New Zealand Aviation

Essay by samstart October 2002

download word file, 10 pages 3.6

Downloaded 172 times

HISTORY

In just 100 years, aviation in New Zealand has been transformed from fairground curiosity to a large and dynamic industry touching the lives of most people.

Aviation got off to an early start in NZ with Richard Pearse of Canterbury getting a home-made aircraft aloft for 150 yards on 31 March at Waitohi, near Temuka, (This is the sixth powered take-off in the world). Vivian Walsh achieving the first documented, controlled flight in a locally built Howard Wright biplane, with the plane rising to 60 feet and staying aloft to cover a distance of 400 yards on 5 February 1911. Walsh and his brother, Leo designed and built a seaplane and their NZ School at Mission Bay in Auckland trained pilots for Aviation Company at Sockburn, near Christchurch, also trained pilots for war service

The first airmail was carried from Auckland to Dargaville and return in 1919 but there was surprisingly little interest in aviation during the decade following.

This was mainly because of a number of fatal accidents. In 1936 a 26-year-old Auckland woman, Jean Batten, astonished the world with a record-breaking solo flight from England to Sydney, and continued on home across the Tasmand Sea in her single-engine plane.

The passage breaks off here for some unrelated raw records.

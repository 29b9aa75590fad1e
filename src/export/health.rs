//! Color coding for the status and overall-health placeholders.

use super::record::StatusCategory;
use crate::common::RGBColor;

/// Overall health: on track.
pub const HEALTH_GREEN: RGBColor = RGBColor::new(0, 135, 90);
/// Overall health: at risk.
pub const HEALTH_YELLOW: RGBColor = RGBColor::new(255, 192, 0);
/// Overall health: off track.
pub const HEALTH_RED: RGBColor = RGBColor::new(255, 0, 0);

const STATUS_TO_DO: RGBColor = RGBColor::new(66, 82, 110);
const STATUS_IN_PROGRESS: RGBColor = RGBColor::new(0, 82, 204);
const STATUS_COMPLETE: RGBColor = RGBColor::new(0, 135, 90);
const STATUS_UNDEFINED: RGBColor = RGBColor::new(128, 128, 128);

/// Color for an overall-health flag value, if the value is recognized.
/// Matching is case-insensitive; anything else keeps the template color.
pub fn overall_health_color(value: &str) -> Option<RGBColor> {
    match value.to_ascii_lowercase().as_str() {
        "green" => Some(HEALTH_GREEN),
        "yellow" => Some(HEALTH_YELLOW),
        "red" => Some(HEALTH_RED),
        _ => None,
    }
}

/// Color for a status category.
pub fn status_color(category: StatusCategory) -> RGBColor {
    match category {
        StatusCategory::ToDo => STATUS_TO_DO,
        StatusCategory::InProgress => STATUS_IN_PROGRESS,
        StatusCategory::Complete => STATUS_COMPLETE,
        StatusCategory::Undefined => STATUS_UNDEFINED,
    }
}

#[cfg(test)]
mod tests {
    use super::*;

    #[test]
    fn test_health_values_are_case_insensitive() {
        assert_eq!(overall_health_color("Green"), Some(HEALTH_GREEN));
        assert_eq!(overall_health_color("YELLOW"), Some(HEALTH_YELLOW));
        assert_eq!(overall_health_color("red"), Some(HEALTH_RED));
        assert_eq!(overall_health_color("blue"), None);
    }

    #[test]
    fn test_status_categories_have_distinct_colors() {
        assert_ne!(
            status_color(StatusCategory::ToDo),
            status_color(StatusCategory::InProgress)
        );
        assert_eq!(
            status_color(StatusCategory::Complete),
            RGBColor::new(0, 135, 90)
        );
    }
}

The first real sign that commercial aviation might soon end NZ's isolation at the bottom of the world came in March 1937 with the arrival in Auckland of a Pan American World Airways flying-boat under the command of Captain Edwin Musick at the end of a survey flight from San Francisco. The Honolulu-Auckland route used Boeing 314s which can carry an unprecedented 74 passengers.

By 1940 Pan Am had an international airline. Tasman Empire Airways Ltd grew out of the first commercial trans-Tasmand crossing by an Imperial Airways flying-boat in December 1937. Enormous advances were made in aviation...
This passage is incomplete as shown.